November 16, 2014 – Thirty-third Sunday in Ordinary Time
Prv 31: 10-13, 19-20, 30-31; Ps 128: 1-5; 1 Thes 5: 1-6; Mt 25: 14-30
“Well done my good and faithful servant.” With those words the master in Jesus’ Parable of the Talents smiles and rewards his servant. We often cite the Parable of the Talents in relation to stewardship. Because of our understanding of “talent,” we may assume that this is a parable about skills and those kinds of gifts.

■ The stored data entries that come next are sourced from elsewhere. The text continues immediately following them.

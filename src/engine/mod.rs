mod job;
mod orchestrator;

pub use job::{JobEvent, JobState, ReportJob};
pub use orchestrator::{GeneratedReport, Orchestrator, ReportRequest};

/// Coarse milestones of a report run, in the order they are reached.
#[derive(Debug, Clone, Copy, Eq, PartialEq, Ord, PartialOrd)]
pub enum Stage {
    Started,
    Filtered,
    Computed,
    Written
}

impl Stage {
    /// Share of the run completed once this stage is reached.
    pub fn fraction(self) -> f32 {
        match self {
            Stage::Started => 0.2,
            Stage::Filtered => 0.5,
            Stage::Computed => 0.8,
            Stage::Written => 1.0
        }
    }
}
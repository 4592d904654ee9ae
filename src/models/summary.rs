use chrono::NaiveDate;
use rust_decimal::Decimal;

use crate::models::EnrichedRecords;
use crate::types::{Cell, RANGE_FORMAT};

/// The four headline metrics of a run.
#[derive(Debug, Clone, PartialEq)]
pub struct Summary {
    pub total_revenue: Decimal,
    /// Product with the highest summed quantity.
    pub top_product: String,
    /// Date with the highest summed revenue.
    pub peak_day: NaiveDate,
    pub peak_day_amount: Decimal
}

impl Summary {
    pub const TOTAL_REVENUE: &'static str = "Total Revenue";
    pub const TOP_PRODUCT: &'static str = "Top Product";
    pub const PEAK_DAY: &'static str = "Peak Day";
    pub const PEAK_DAY_AMOUNT: &'static str = "Peak Day Amount";

    /// Labelled metric values in report order.
    pub fn metrics(&self) -> [(&'static str, Cell); 4] {
        [
            (Self::TOTAL_REVENUE, Cell::from(self.total_revenue)),
            (Self::TOP_PRODUCT, Cell::Text(self.top_product.clone())),
            (Self::PEAK_DAY, Cell::Text(self.peak_day.format(RANGE_FORMAT).to_string())),
            (Self::PEAK_DAY_AMOUNT, Cell::from(self.peak_day_amount))
        ]
    }
}

#[derive(Debug, Clone, PartialEq)]
pub struct SellerTotal {
    pub seller: String,
    pub revenue: Decimal
}

#[derive(Debug, Clone, PartialEq)]
pub struct DayTotal {
    pub date: NaiveDate,
    pub revenue: Decimal
}

/// Everything the metrics engine produces for one run.
#[derive(Debug, Clone, PartialEq)]
pub struct Metrics {
    pub records: EnrichedRecords,
    pub summary: Summary,
    /// Descending by revenue.
    pub per_seller: Vec<SellerTotal>,
    /// Ascending by date.
    pub per_day: Vec<DayTotal>
}
use std::path::Path;

use calamine::{open_workbook_auto, Data, Reader};

use crate::models::RawTable;
use crate::types::{parse_date_text, Cell};

pub fn read(path: &Path) -> Result<RawTable, calamine::Error> {
    let mut workbook = open_workbook_auto(path)?;
    let range = workbook.worksheet_range_at(0)
        .ok_or(calamine::Error::Msg("workbook has no worksheets"))??;

    //NOTE: Ranges are trimmed to the used area, so the header may not sit on the first sheet row
    let first_row = range.start().map(|(row, _)| row as usize).unwrap_or(0);
    let mut rows = range.rows();

    let Some(header_row) = rows.next() else {
        return Ok(RawTable::default());
    };

    let headers = header_row.iter().map(|data| Cell::from(data).to_string()).collect();
    let mut table = RawTable::new(headers);

    for (index, row) in rows.enumerate() {
        table.push_row(first_row + index + 2, row.iter().map(Cell::from).collect());
    }

    Ok(table)
}

impl From<&Data> for Cell {
    fn from(data: &Data) -> Self {
        match data {
            Data::Empty => Cell::Empty,
            Data::String(text) => Cell::from_text(text),
            Data::Float(value) => Cell::Number(*value),
            Data::Int(value) => Cell::Number(*value as f64),
            Data::Bool(value) => Cell::Bool(*value),
            Data::DateTime(datetime) => datetime.as_datetime()
                .map(|datetime| Cell::Date(datetime.date()))
                .unwrap_or_else(|| Cell::Number(datetime.as_f64())),
            Data::DateTimeIso(text) => parse_date_text(text)
                .map(Cell::Date)
                .unwrap_or_else(|| Cell::Text(text.clone())),
            Data::DurationIso(text) => Cell::Text(text.clone()),
            Data::Error(error) => Cell::Text(format!("#{error:?}"))
        }
    }
}
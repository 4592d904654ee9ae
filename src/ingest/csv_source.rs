use std::fs;
use std::path::Path;

use csv::{ReaderBuilder, Trim};

use crate::models::RawTable;
use crate::types::Cell;

pub fn read(path: &Path) -> Result<RawTable, csv::Error> {
    let content = fs::read(path)?;
    let mut reader = ReaderBuilder::new()
        .trim(Trim::All)
        .flexible(true)
        .from_reader(content.as_slice());

    let headers = reader.headers()?.iter().map(str::to_string).collect();
    let mut table = RawTable::new(headers);
    let mut lines = LineCounter::default();

    for result in reader.records() {
        let record = result?;
        let offset = record.position()
            .map(|position| position.byte() as usize)
            .unwrap_or(content.len());
        let source_row = lines.record_line(&content, offset);

        table.push_row(source_row, record.iter().map(Cell::from_text).collect());
    }

    Ok(table)
}

/// Physical line numbers for CSV records.
///
/// The reader's own line counter does not advance over blank lines, and a
/// record's byte position points at the end of the previous record, so any
/// blank lines in between are counted here before the record starts.
struct LineCounter {
    offset: usize,
    line: usize,
}

impl Default for LineCounter {
    fn default() -> Self {
        Self { offset: 0, line: 1 }
    }
}

impl LineCounter {
    fn record_line(&mut self, content: &[u8], offset: usize) -> usize {
        let mut end = offset.min(content.len()).max(self.offset);
        self.line += count_newlines(&content[self.offset..end]);

        while let Some(&byte) = content.get(end) {
            match byte {
                b'\n' => self.line += 1,
                b'\r' => {}
                _ => break
            }
            end += 1;
        }

        self.offset = end;
        self.line
    }
}

fn count_newlines(bytes: &[u8]) -> usize {
    bytes.iter().filter(|&&byte| byte == b'\n').count()
}
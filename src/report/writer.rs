use std::path::Path;

use chrono::{Datelike, NaiveDate};
use rust_xlsxwriter::{ExcelDateTime, Format, FormatAlign, Workbook, Worksheet, XlsxError};
use tempfile::NamedTempFile;
use tracing::{debug, error};

use crate::config::ReportConfig;
use crate::errors::ReportError;
use crate::models::{DayTotal, EnrichedRecords, SellerTotal, Summary};
use crate::report::errors::WriteFailure;
use crate::report::layout::{daily_sheet, detail_sheet, seller_sheet, summary_sheet, SheetLayout};
use crate::types::Cell;

const DATE_FORMAT: &str = "yyyy-mm-dd";

/// Renders the four report sheets into a workbook on disk.
#[derive(Debug, Clone, Default)]
pub struct ReportWriter {
    config: ReportConfig
}

impl ReportWriter {
    pub fn new(config: ReportConfig) -> Self {
        Self { config }
    }

    /// Lays out the detail, summary, per-seller and per-day sheets, in that order.
    pub fn layout(&self, records: &EnrichedRecords, summary: &Summary, per_seller: &[SellerTotal], per_day: &[DayTotal]) -> [SheetLayout; 4] {
        let config = &self.config;

        [
            detail_sheet(&config.detail_sheet, &config.derived_column, records),
            summary_sheet(&config.summary_sheet, summary),
            seller_sheet(&config.seller_sheet, &config.derived_column, per_seller),
            daily_sheet(&config.daily_sheet, &config.derived_column, per_day)
        ]
    }

    /// Writes the report to `path`.
    ///
    /// The workbook is staged in a temporary file next to `path` and moved into
    /// place once complete, so a failed write leaves nothing behind.
    ///
    /// # Errors
    /// Any failure, whether building the workbook or touching the disk, is
    /// reported as `ReportError::Write`.
    pub fn write(&self, path: &Path, records: &EnrichedRecords, summary: &Summary, per_seller: &[SellerTotal], per_day: &[DayTotal]) -> Result<(), ReportError> {
        let sheets = self.layout(records, summary, per_seller, per_day);

        let result = self.render(&sheets)
            .map_err(WriteFailure::from)
            .and_then(|mut workbook| persist(&mut workbook, path));

        if let Err(failure) = result {
            error!("Report could not be written to [{}]: {failure}", path.display());
            return Err(ReportError::write(path, failure));
        }

        debug!("Wrote {} sheets to [{}]", sheets.len(), path.display());

        Ok(())
    }

    fn render(&self, sheets: &[SheetLayout]) -> Result<Workbook, XlsxError> {
        let mut workbook = Workbook::new();
        let header_format = Format::new().set_bold().set_align(FormatAlign::Center);
        let date_format = Format::new().set_num_format(DATE_FORMAT);

        for sheet in sheets {
            let worksheet = workbook.add_worksheet();
            worksheet.set_name(&sheet.name)?;

            for (column, header) in sheet.headers.iter().enumerate() {
                worksheet.write_string_with_format(0, column_index(column)?, header, &header_format)?;
            }

            for (index, row) in sheet.rows.iter().enumerate() {
                let row_index = row_index(index + 1)?;

                for (column, cell) in row.iter().enumerate() {
                    write_cell(worksheet, row_index, column_index(column)?, cell, &date_format)?;
                }
            }

            for (column, width) in sheet.column_widths(self.config.column_padding).into_iter().enumerate() {
                worksheet.set_column_width(column_index(column)?, width as f64)?;
            }

            worksheet.set_freeze_panes(1, 0)?;
        }

        Ok(workbook)
    }
}

fn write_cell(worksheet: &mut Worksheet, row: u32, column: u16, cell: &Cell, date_format: &Format) -> Result<(), XlsxError> {
    match cell {
        Cell::Empty => {}
        Cell::Text(text) => {
            worksheet.write_string(row, column, text)?;
        }
        Cell::Number(value) => {
            worksheet.write_number(row, column, *value)?;
        }
        Cell::Bool(value) => {
            worksheet.write_boolean(row, column, *value)?;
        }
        Cell::Date(date) => {
            worksheet.write_datetime_with_format(row, column, &excel_date(*date)?, date_format)?;
        }
    }

    Ok(())
}

fn excel_date(date: NaiveDate) -> Result<ExcelDateTime, XlsxError> {
    let year = u16::try_from(date.year()).map_err(|_| XlsxError::DateTimeRangeError(date.to_string()))?;

    ExcelDateTime::from_ymd(year, date.month() as u8, date.day() as u8)
}

fn row_index(index: usize) -> Result<u32, XlsxError> {
    u32::try_from(index).map_err(|_| XlsxError::RowColumnLimitError)
}

fn column_index(index: usize) -> Result<u16, XlsxError> {
    u16::try_from(index).map_err(|_| XlsxError::RowColumnLimitError)
}

fn persist(workbook: &mut Workbook, path: &Path) -> Result<(), WriteFailure> {
    let directory = match path.parent() {
        Some(parent) if !parent.as_os_str().is_empty() => parent,
        _ => Path::new(".")
    };

    let mut staged = NamedTempFile::new_in(directory)?;
    workbook.save_to_writer(staged.as_file_mut())?;
    staged.as_file().sync_all()?;
    staged.persist(path).map_err(|error| error.error)?;

    Ok(())
}
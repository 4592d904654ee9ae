use tracing::debug;

use crate::errors::ReportError;
use crate::models::{RawTable, Schema, ValidatedTable};
use crate::types::Column;

/// Confirms the table carries every required column.
///
/// Headers match case-insensitively, legacy Spanish names included. The first
/// matching header wins and extra columns are kept as they are.
///
/// # Errors
/// Returns `ReportError::Schema` listing every missing column.
pub fn validate(table: RawTable) -> Result<ValidatedTable, ReportError> {
    let position = |column: Column| table.headers.iter().position(|header| column.matches(header));

    let missing: Vec<Column> = Column::REQUIRED.into_iter()
        .filter(|column| position(*column).is_none())
        .collect();

    let (Some(date), Some(seller), Some(product), Some(quantity), Some(price)) = (
        position(Column::Date),
        position(Column::Seller),
        position(Column::Product),
        position(Column::Quantity),
        position(Column::Price)
    ) else {
        return Err(ReportError::missing_columns(missing));
    };

    let schema = Schema { date, seller, product, quantity, price };
    debug!("Validated schema {schema:?} over {} rows", table.len());

    Ok(ValidatedTable { table, schema })
}
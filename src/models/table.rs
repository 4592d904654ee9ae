use chrono::NaiveDate;

use crate::types::{Cell, Column, SourceRow};

static EMPTY: Cell = Cell::Empty;

/// One data row from the source sheet, padded to the header width.
#[derive(Debug, Clone, PartialEq)]
pub struct RawRow {
    pub source_row: SourceRow,
    pub cells: Vec<Cell>
}

impl RawRow {
    pub fn cell(&self, index: usize) -> &Cell {
        self.cells.get(index).unwrap_or(&EMPTY)
    }
}

/// The source sheet as loaded: named columns over rows in source order.
#[derive(Debug, Clone, Default, PartialEq)]
pub struct RawTable {
    pub headers: Vec<String>,
    pub rows: Vec<RawRow>
}

impl RawTable {
    pub fn new(headers: Vec<String>) -> Self {
        Self {
            headers,
            rows: Vec::new()
        }
    }

    /// Appends a row, skipping rows with no values at all.
    pub fn push_row(&mut self, source_row: SourceRow, mut cells: Vec<Cell>) {
        if cells.iter().all(Cell::is_empty) {
            return;
        }

        cells.resize(self.headers.len(), Cell::Empty);
        self.rows.push(RawRow { source_row, cells });
    }

    pub fn len(&self) -> usize {
        self.rows.len()
    }

    pub fn is_empty(&self) -> bool {
        self.rows.is_empty()
    }
}

/// Column positions of the required fields within a table.
#[derive(Debug, Clone, Copy, Eq, PartialEq)]
pub struct Schema {
    pub date: usize,
    pub seller: usize,
    pub product: usize,
    pub quantity: usize,
    pub price: usize
}

impl Schema {
    pub fn index(&self, column: Column) -> usize {
        match column {
            Column::Date => self.date,
            Column::Seller => self.seller,
            Column::Product => self.product,
            Column::Quantity => self.quantity,
            Column::Price => self.price
        }
    }
}

/// A table known to carry every required column.
#[derive(Debug, Clone, PartialEq)]
pub struct ValidatedTable {
    pub table: RawTable,
    pub schema: Schema
}

/// A row whose date has been parsed.
#[derive(Debug, Clone, PartialEq)]
pub struct DatedRow {
    pub date: NaiveDate,
    pub row: RawRow
}

/// Rows that survived the date filter, still in source order.
#[derive(Debug, Clone, PartialEq)]
pub struct FilteredRecords {
    pub headers: Vec<String>,
    pub schema: Schema,
    pub rows: Vec<DatedRow>
}

impl FilteredRecords {
    pub fn len(&self) -> usize {
        self.rows.len()
    }

    pub fn is_empty(&self) -> bool {
        self.rows.is_empty()
    }
}
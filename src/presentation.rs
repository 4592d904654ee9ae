//! Helpers for a front end that drives the report pipeline.

use std::path::{Path, PathBuf};

use chrono::NaiveDateTime;
use rust_decimal::Decimal;

use crate::models::Summary;
use crate::types::RANGE_FORMAT;

/// Folder, beside the input file, where suggested reports are saved.
pub const REPORTS_DIR: &str = "Reportes";

/// Suggests `<input dir>/Reportes/reporte_ventas_<timestamp>.xlsx`.
pub fn suggested_output_path(input: &Path, now: NaiveDateTime) -> PathBuf {
    let directory = input.parent().unwrap_or_else(|| Path::new(""));
    let file_name = format!("reporte_ventas_{}.xlsx", now.format("%Y-%m-%d_%H-%M-%S"));

    directory.join(REPORTS_DIR).join(file_name)
}

/// Whole currency units with thousands separators, e.g. `$1,234`.
pub fn format_currency(amount: Decimal) -> String {
    let rounded = amount.round_dp(0);
    let sign = if rounded.is_sign_negative() && !rounded.is_zero() { "-" } else { "" };
    let digits = rounded.abs().trunc().to_string();

    let mut grouped = String::with_capacity(digits.len() + digits.len() / 3);
    for (index, digit) in digits.chars().enumerate() {
        if index > 0 && (digits.len() - index) % 3 == 0 {
            grouped.push(',');
        }
        grouped.push(digit);
    }

    format!("{sign}${grouped}")
}

/// The four read-only result fields shown after a run.
#[derive(Debug, Clone, Eq, PartialEq)]
pub struct SummaryView {
    pub total_revenue: String,
    pub top_product: String,
    pub peak_day: String,
    pub peak_day_amount: String
}

impl SummaryView {
    /// Label and value pairs, ready for display.
    pub fn fields(&self) -> [(&'static str, &str); 4] {
        [
            (Summary::TOTAL_REVENUE, self.total_revenue.as_str()),
            (Summary::TOP_PRODUCT, self.top_product.as_str()),
            (Summary::PEAK_DAY, self.peak_day.as_str()),
            (Summary::PEAK_DAY_AMOUNT, self.peak_day_amount.as_str())
        ]
    }
}

impl From<&Summary> for SummaryView {
    fn from(summary: &Summary) -> Self {
        Self {
            total_revenue: format_currency(summary.total_revenue),
            top_product: summary.top_product.clone(),
            peak_day: summary.peak_day.format(RANGE_FORMAT).to_string(),
            peak_day_amount: format_currency(summary.peak_day_amount)
        }
    }
}
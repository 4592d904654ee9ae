mod csv_source;
mod workbook_source;

use std::path::Path;

use tracing::debug;

use crate::errors::ReportError;
use crate::models::RawTable;

/// Input layouts the loader understands.
#[derive(Debug, Clone, Copy, Eq, PartialEq)]
pub enum SourceFormat {
    Csv,
    Workbook
}

impl SourceFormat {
    /// Picks the format from the file extension, case-insensitively.
    pub fn from_path(path: &Path) -> Option<Self> {
        let extension = path.extension()?.to_str()?.to_ascii_lowercase();

        match extension.as_str() {
            "csv" => Some(SourceFormat::Csv),
            "xlsx" | "xlsm" | "xlsb" | "xls" | "ods" => Some(SourceFormat::Workbook),
            _ => None
        }
    }
}

/// Reads the source artifact into a raw table.
///
/// Workbooks are read from their first worksheet. In both layouts the first row
/// holds the headers.
///
/// # Errors
/// Returns `ReportError::Io` if the extension is unsupported or the file cannot
/// be opened or decoded.
pub fn load(path: &Path) -> Result<RawTable, ReportError> {
    let format = SourceFormat::from_path(path)
        .ok_or_else(|| ReportError::unsupported_format(path))?;

    let table = match format {
        SourceFormat::Csv => csv_source::read(path).map_err(|error| ReportError::io(path, error))?,
        SourceFormat::Workbook => workbook_source::read(path).map_err(|error| ReportError::io(path, error))?
    };

    debug!("Loaded {} rows and {} columns from [{}]", table.len(), table.headers.len(), path.display());

    Ok(table)
}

Of course, in this case, a “talent” is a unit of money. Scholars assume that the master is wealthy; therefore, whether one received five talents, two talents, or one talent, they most likely received a huge amount of money according to our standards. That is not the stewardship perspective of this parable. Each of us, just as the three servants in the parable, has received multiple gifts from God (the Master). The question posed by Jesus, and the question we must be prepared to answer at our own judgment, is “What have you done with the gifts you have received?”
Everything we have and everything we become are gifts from God. Like the stewards in the parable, we have been given gifts. Do we develop those gifts and do we share them, or do we “bury” them and really do nothing with them? Those who do the former, return them with increase to the Lord, are not only complimented, but embraced and invited: “Come share your master’s joy.”